Tencent Cloud Big Data Practical Case

Content source: On May 20, 2017, Tencent Senior Software Engineer Wu Youqiang gave a speech sharing on " Tencent Cloud Big Data Actual Combat" at the "Mesozoic Technology Salon Series: Internet Big Data" . IT masters said that as an exclusive video partner, it is released after review and authorization by the organizer and speaker.

Words Reading: 1954 | 3 minutes to read

Guest speech video review and PPT , please click: http://t.cn/RgMHJEC

Summary

Tencent Cloud is a public cloud platform built by Tencent for businesses and individuals. Tencent senior software engineer Wu Youqiang will share with us the practice of big data in Tencent Cloud .

1. Introduction to TDF (Data Workshop)

Introduction to TDF

A lightweight cloud-based big data product derived from Tencent Cloud Data Intelligence Big Data Suite, providing a SQL-based big data computing framework.

It is suitable for scenarios that require dynamic and flexible acquisition of big data computing capabilities for batch computing, log processing or data warehouse applications.

Because users on the public cloud need to be simple, there must be a visual integrated development environment in which data blood relationship management, engineering/workflow management, user management, and alarms/logs can be carried out. Import the data into the data storage through some tools, then process the data, and finally output the data. The task and resource scheduling of the lower layer is used to schedule user tasks to run on various resources. The bottom layer is the infrastructure of Tencent Cloud .

Second, CDP (data pipeline) implementation details

CDP overall architecture-design

The picture above is the design we just started before development. There are many customer data points on the far left, such as log, DB Binlog, self-built Kafka, and custom data. We will use some tools to develop a Flume plug-in to help it upload data to the cloud.

When the data arrives in the middle part, the data is checked and processed. After the processing is completed, it can be imported into TDF, COS or other storage in real time through plug-ins according to user needs.

CDP overall structure-current

The above picture is the work we have implemented so far. We developed a Flume plug-in by ourselves to send data to the data receiver endpoint of Tencent public cloud in real time. The data receiver will decide whether to use Kafka or CKafka according to the user's choice. CKafka is also a self-developed messaging system compatible with the conversion protocol developed by Tencent Cloud. It is developed based on C++, and its performance will be much better than native. Import the data into Nifi for secondary development, and finally export it to Hive.

Introduction to Flume

FlumeNG is a distributed, reliable and usable system. It can efficiently collect, aggregate, and move massive logs from different data sources, and finally store them in a centralized data storage system. From the original Flume OG to the current Flume NG, the architecture has been refactored, and the current NG version is completely incompatible with the original OG version. After restructuring, Flume NG is more like a lightweight gadget, very simple, easy to adapt to various methods of log collection, and supports failover and load balancing.

Flume's architecture mainly has the following core concepts:

Event: A data unit with an optional message header.

Flow: The abstraction of Event migration from the source point to the destination point.

Client: Operate the Event at the source point and send it to the Flume Agent.

Agent: An independent Flume process, including components Source, Channel, and Sink.

Source: Used to consume the Event passed to the component.

Channel: A temporary storage for transferring Event, which stores the Event passed by the Source component.

Sink: Read and remove the Event from the Channel, and pass the Event to the next Agent in the Flow Pipeline (if any).

Flume plugin

Flume supports plug-in development. The easiest way is to directly copy existing plug-ins for modification.

The endpoint we provide requires permission verification, which is mainly based on some accounts of Tencent Cloud . In this way, the client can be encrypted or formatted for storage in real time.

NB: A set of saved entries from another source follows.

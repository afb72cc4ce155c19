//! Shift and trailing-window aggregates over one group's series

/// Value `offset` observations earlier in the series.
///
/// The first `offset` positions have no prior value and are `None`.
pub fn lag(values: &[Option<f64>], offset: usize) -> Vec<Option<f64>> {
    (0..values.len())
        .map(|i| if i >= offset { values[i - offset] } else { None })
        .collect()
}

/// Mean of the `window` observations strictly before each position.
///
/// The current value never contributes. A position with fewer than
/// `window` prior observations, or with a missing value inside its window,
/// yields `None`.
pub fn shifted_rolling_mean(values: &[Option<f64>], window: usize) -> Vec<Option<f64>> {
    if window == 0 {
        return vec![None; values.len()];
    }

    (0..values.len())
        .map(|i| {
            if i < window {
                return None;
            }
            let sum = values[i - window..i]
                .iter()
                .try_fold(0.0, |acc, v| (*v).map(|x| acc + x))?;
            Some(sum / window as f64)
        })
        .collect()
}

#[cfg(test)]
mod tests {
    use super::*;

    fn series(n: usize) -> Vec<Option<f64>> {
        (0..n).map(|i| Some(i as f64)).collect()
    }

    #[test]
    fn test_lag() {
        let lagged = lag(&series(4), 1);
        assert_eq!(lagged, vec![None, Some(0.0), Some(1.0), Some(2.0)]);
        assert_eq!(lag(&series(3), 7), vec![None; 3]);
    }

    #[test]
    fn test_rolling_excludes_current_row() {
        let means = shifted_rolling_mean(&series(9), 7);
        assert_eq!(&means[..7], &[None; 7]);
        // rows 0..7 -> mean 3.0, rows 1..8 -> mean 4.0
        assert_eq!(means[7], Some(3.0));
        assert_eq!(means[8], Some(4.0));
    }

    #[test]
    fn test_rolling_missing_in_window() {
        let mut values = series(9);
        values[2] = None;
        let means = shifted_rolling_mean(&values, 7);
        assert_eq!(means[7], None);
        assert_eq!(means[8], None);
    }

    #[test]
    fn test_single_row() {
        assert_eq!(shifted_rolling_mean(&[Some(5.0)], 7), vec![None]);
        assert_eq!(lag(&[Some(5.0)], 1), vec![None]);
        assert!(shifted_rolling_mean(&[], 7).is_empty());
    }
}
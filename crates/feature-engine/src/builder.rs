//! Feature Table Assembly

use crate::calendar::CalendarFeatures;
use crate::columns;
use crate::table::{Cell, FeatureTable};
use crate::window::{lag, shifted_rolling_mean};
use crate::FeatureError;
use chrono::NaiveDateTime;
use data_validator::{fields, parse_date, RawRecord, ValidationError};
use std::cmp::Ordering;
use std::collections::BTreeSet;
use std::ops::Range;
use tracing::debug;

/// Trailing window for weather, staffing and short admissions means
pub const SHORT_WINDOW: usize = 7;

/// Trailing window for the long admissions mean
pub const LONG_WINDOW: usize = 14;

/// Ordinal codes for flu activity levels
const FLU_LEVELS: [(&str, f64); 3] = [("Low", 0.0), ("Moderate", 1.0), ("High", 2.0)];

type Row<'a> = (NaiveDateTime, &'a RawRecord);

/// Ordinal code for a flu activity level; unrecognised levels have none
pub fn flu_code(level: &str) -> Option<f64> {
    FLU_LEVELS
        .iter()
        .find(|(name, _)| *name == level)
        .map(|(_, code)| *code)
}

/// Builds the feature table from raw records.
///
/// Stateless: the same records always produce the same table.
#[derive(Debug, Clone, Copy, Default)]
pub struct FeatureBuilder;

impl FeatureBuilder {
    pub fn new() -> Self {
        Self
    }

    /// Derive features for a batch of records.
    ///
    /// Rows are sorted by (Hospital_ID, Department, Date). Rolling and lag
    /// features only look at earlier rows of the same group. `Date` and
    /// `Flu_Activity` are consumed and do not appear in the output.
    pub fn build(&self, records: &[RawRecord]) -> Result<FeatureTable, FeatureError> {
        if records.is_empty() {
            return Err(ValidationError::EmptyInput.into());
        }

        let mut rows = records
            .iter()
            .map(|r| parse_date(&r.date).map(|ts| (ts, r)))
            .collect::<Result<Vec<Row>, _>>()?;

        // stable, so equal keys keep input order
        rows.sort_by(|(a_ts, a), (b_ts, b)| {
            compare_keys(&a.hospital_id, &b.hospital_id)
                .then_with(|| compare_keys(&a.department, &b.department))
                .then_with(|| a_ts.cmp(b_ts))
        });

        let groups = group_ranges(&rows);
        let mut table = FeatureTable::new(rows.len());

        table.insert(
            fields::HOSPITAL_ID,
            rows.iter().map(|(_, r)| Cell::Text(r.hospital_id.clone())).collect(),
        );
        table.insert(
            fields::DEPARTMENT,
            rows.iter().map(|(_, r)| Cell::Text(r.department.clone())).collect(),
        );

        let precipitation = numeric_field(&rows, |r| r.precipitation);
        let temperature = numeric_field(&rows, |r| r.temperature);
        let air_quality = numeric_field(&rows, |r| r.air_quality_index);
        let staffing = numeric_field(&rows, |r| r.staffing_level);
        let admissions = numeric_field(&rows, |r| r.admissions);

        for (name, values) in [
            (fields::PRECIPITATION, &precipitation),
            (fields::TEMPERATURE, &temperature),
            (fields::AIR_QUALITY_INDEX, &air_quality),
            (fields::STAFFING_LEVEL, &staffing),
            (fields::ADMISSIONS, &admissions),
        ] {
            if let Some(values) = values {
                table.insert_numbers(name, values.clone());
            }
        }

        let extra_names: BTreeSet<&str> = rows
            .iter()
            .flat_map(|(_, r)| r.extra.keys().map(String::as_str))
            .collect();
        for name in extra_names {
            let values = rows
                .iter()
                .map(|(_, r)| r.extra.get(name).map_or(Cell::Missing, Cell::from))
                .collect();
            table.insert(name, values);
        }

        add_calendar(&mut table, &rows);

        if let Some(precip) = &precipitation {
            table.insert_numbers(
                columns::IS_RAIN,
                precip
                    .iter()
                    .map(|p| Some(if p.is_some_and(|v| v > 0.0) { 1.0 } else { 0.0 }))
                    .collect(),
            );
            table.insert_numbers(
                columns::PRECIP_LOG,
                precip.iter().map(|p| p.map(f64::ln_1p)).collect(),
            );
        }

        for (name, values) in [
            (columns::TEMPERATURE_7D_MEAN, &temperature),
            (columns::AQI_7D_MEAN, &air_quality),
        ] {
            if let Some(values) = values {
                table.insert_numbers(
                    name,
                    per_group(values, &groups, |g| shifted_rolling_mean(g, SHORT_WINDOW)),
                );
            }
        }

        let flu: Vec<Option<&str>> = rows
            .iter()
            .map(|(_, r)| r.flu_activity.as_deref())
            .collect();
        if flu.iter().any(Option::is_some) {
            let codes: Vec<Option<f64>> = flu.iter().map(|level| level.and_then(flu_code)).collect();
            let unknown = flu
                .iter()
                .zip(&codes)
                .filter(|(level, code)| level.is_some() && code.is_none())
                .count();
            if unknown > 0 {
                debug!("{} unrecognised flu activity level(s) left missing", unknown);
            }
            table.insert_numbers(columns::FLU_ACTIVITY, codes);
        }

        if let Some(values) = &staffing {
            table.insert_numbers(
                columns::STAFFING_7D_MEAN,
                per_group(values, &groups, |g| shifted_rolling_mean(g, SHORT_WINDOW)),
            );
        }

        if let Some(values) = &admissions {
            for (name, offset) in [
                (columns::ADMISSIONS_LAG_1, 1),
                (columns::ADMISSIONS_LAG_7, 7),
                (columns::ADMISSIONS_LAG_14, 14),
            ] {
                table.insert_numbers(name, per_group(values, &groups, |g| lag(g, offset)));
            }
            table.insert_numbers(
                columns::ADM_ROLL_7,
                per_group(values, &groups, |g| shifted_rolling_mean(g, SHORT_WINDOW)),
            );
            table.insert_numbers(
                columns::ADM_ROLL_14,
                per_group(values, &groups, |g| shifted_rolling_mean(g, LONG_WINDOW)),
            );
        }

        debug!(
            "Built feature table: rows={}, groups={}, columns={}",
            table.num_rows(),
            groups.len(),
            table.num_columns()
        );

        Ok(table)
    }
}

/// Derive features with a default builder
pub fn preprocess(records: &[RawRecord]) -> Result<FeatureTable, FeatureError> {
    FeatureBuilder::new().build(records)
}

fn add_calendar(table: &mut FeatureTable, rows: &[Row]) {
    let calendar: Vec<CalendarFeatures> = rows
        .iter()
        .map(|(ts, _)| CalendarFeatures::from_timestamp(ts))
        .collect();

    let column = |f: fn(&CalendarFeatures) -> f64| -> Vec<Option<f64>> {
        calendar.iter().map(|c| Some(f(c))).collect()
    };

    table.insert_numbers(columns::DAY_OF_WEEK, column(|c| c.day_of_week as f64));
    table.insert_numbers(columns::IS_WEEKEND, column(|c| if c.is_weekend { 1.0 } else { 0.0 }));
    table.insert_numbers(columns::WEEK_OF_YEAR, column(|c| c.week_of_year as f64));
    table.insert_numbers(columns::MONTH, column(|c| c.month as f64));
    table.insert_numbers(columns::QUARTER, column(|c| c.quarter as f64));
}

/// Values of a numeric field, or `None` when no record carries it
fn numeric_field(rows: &[Row], field: impl Fn(&RawRecord) -> Option<f64>) -> Option<Vec<Option<f64>>> {
    let values: Vec<Option<f64>> = rows.iter().map(|(_, r)| field(r)).collect();
    values.iter().any(Option::is_some).then_some(values)
}

/// Order group keys: numeric keys by value and ahead of text keys, text
/// keys lexically. Equal values fall back to text so distinct keys stay
/// contiguous.
fn compare_keys(a: &str, b: &str) -> Ordering {
    let numeric = |s: &str| s.trim().parse::<f64>().ok().filter(|v| v.is_finite());
    match (numeric(a), numeric(b)) {
        (Some(x), Some(y)) => x.total_cmp(&y).then_with(|| a.cmp(b)),
        (Some(_), None) => Ordering::Less,
        (None, Some(_)) => Ordering::Greater,
        (None, None) => a.cmp(b),
    }
}

/// Contiguous row ranges sharing a (Hospital_ID, Department) key
fn group_ranges(rows: &[Row]) -> Vec<Range<usize>> {
    let mut ranges = Vec::new();
    let mut start = 0;
    for i in 1..=rows.len() {
        let boundary = i == rows.len() || {
            let (prev, cur) = (rows[i - 1].1, rows[i].1);
            prev.hospital_id != cur.hospital_id || prev.department != cur.department
        };
        if boundary {
            ranges.push(start..i);
            start = i;
        }
    }
    ranges
}

/// Apply a series transform to each group independently
fn per_group(
    values: &[Option<f64>],
    groups: &[Range<usize>],
    transform: impl Fn(&[Option<f64>]) -> Vec<Option<f64>>,
) -> Vec<Option<f64>> {
    let mut out = Vec::with_capacity(values.len());
    for range in groups {
        out.extend(transform(&values[range.clone()]));
    }
    out
}
//! Service Configuration
//!
//! Layered: built-in defaults, then an optional config file, then
//! `ADMISSIONS__SECTION__KEY` environment variables.

use config::{Config, ConfigError, Environment, File};
use inference_engine::ArtifactPaths;
use serde::{Deserialize, Serialize};

/// Config file looked up when `ADMISSIONS_CONFIG` is unset (extension optional)
pub const DEFAULT_CONFIG_PATH: &str = "config/admissions";

/// Top-level settings
#[derive(Debug, Clone, Default, PartialEq, Serialize, Deserialize)]
pub struct Settings {
    pub server: ServerSettings,
    pub artifacts: ArtifactPaths,
    pub logging: LoggingSettings,
}

/// HTTP listener settings
#[derive(Debug, Clone, PartialEq, Serialize, Deserialize)]
pub struct ServerSettings {
    pub bind_addr: String,
}

impl Default for ServerSettings {
    fn default() -> Self {
        Self {
            bind_addr: "0.0.0.0:8000".to_string(),
        }
    }
}

/// Log output settings
#[derive(Debug, Clone, PartialEq, Serialize, Deserialize)]
pub struct LoggingSettings {
    /// Filter directive, e.g. `info` or `api=debug,tower_http=info`
    pub level: String,
    /// Emit JSON lines instead of plain text
    pub json: bool,
}

impl Default for LoggingSettings {
    fn default() -> Self {
        Self {
            level: "info".to_string(),
            json: false,
        }
    }
}

impl Settings {
    /// Load from `ADMISSIONS_CONFIG` (or the default path) and the environment
    pub fn load() -> Result<Self, ConfigError> {
        let path =
            std::env::var("ADMISSIONS_CONFIG").unwrap_or_else(|_| DEFAULT_CONFIG_PATH.to_string());
        Self::load_from(&path)
    }

    /// Load with an explicit config file path; a missing file is not an error
    pub fn load_from(path: &str) -> Result<Self, ConfigError> {
        Config::builder()
            .add_source(Config::try_from(&Settings::default())?)
            .add_source(File::with_name(path).required(false))
            .add_source(
                Environment::with_prefix("ADMISSIONS")
                    .separator("__")
                    .try_parsing(true),
            )
            .build()?
            .try_deserialize()
    }
}

#[cfg(test)]
mod tests {
    use super::*;
    use std::fs;
    use std::path::PathBuf;

    #[test]
    fn test_defaults_without_file() {
        let dir = tempfile::tempdir().unwrap();
        let path = dir.path().join("absent");
        let settings = Settings::load_from(path.to_str().unwrap()).unwrap();

        assert_eq!(settings.server.bind_addr, "0.0.0.0:8000");
        assert_eq!(settings.artifacts, ArtifactPaths::default());
        assert_eq!(settings.logging, LoggingSettings::default());
    }

    #[test]
    fn test_file_overrides_defaults() {
        let dir = tempfile::tempdir().unwrap();
        let path = dir.path().join("admissions.toml");
        fs::write(
            &path,
            r#"
[server]
bind_addr = "127.0.0.1:9100"

[artifacts]
model_path = "/srv/models/admissions.onnx"

[logging]
json = true
"#,
        )
        .unwrap();

        let settings = Settings::load_from(path.to_str().unwrap()).unwrap();

        assert_eq!(settings.server.bind_addr, "127.0.0.1:9100");
        assert_eq!(
            settings.artifacts.model_path,
            PathBuf::from("/srv/models/admissions.onnx")
        );
        assert_eq!(
            settings.artifacts.feature_columns_path,
            PathBuf::from("artifacts/feature_columns.json")
        );
        assert!(settings.logging.json);
        assert_eq!(settings.logging.level, "info");
    }
}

First, we are a multi-user system, and second, we must prevent excessive user data. The data size limit can meet more than 90% of user needs, and the data size limit is determined according to its own configuration.

In the transmission process, we use some custom protocols, which are formatted based on avro, mainly to facilitate serialization and deserialization of data.

Kafka client transformation supports CKafka

CKafka (Cloud Kafka) is a distributed, high-throughput, high-scalability messaging system that is 100% compatible with the open source Kafka API (version 0.9). Ckafka is based on the publish/subscribe model, through message decoupling, which enables producers and consumers to interact asynchronously without waiting for each other. Ckafka has the advantages of data compression, supporting offline and real-time data processing at the same time, and is suitable for scenarios such as log compression collection and monitoring data aggregation.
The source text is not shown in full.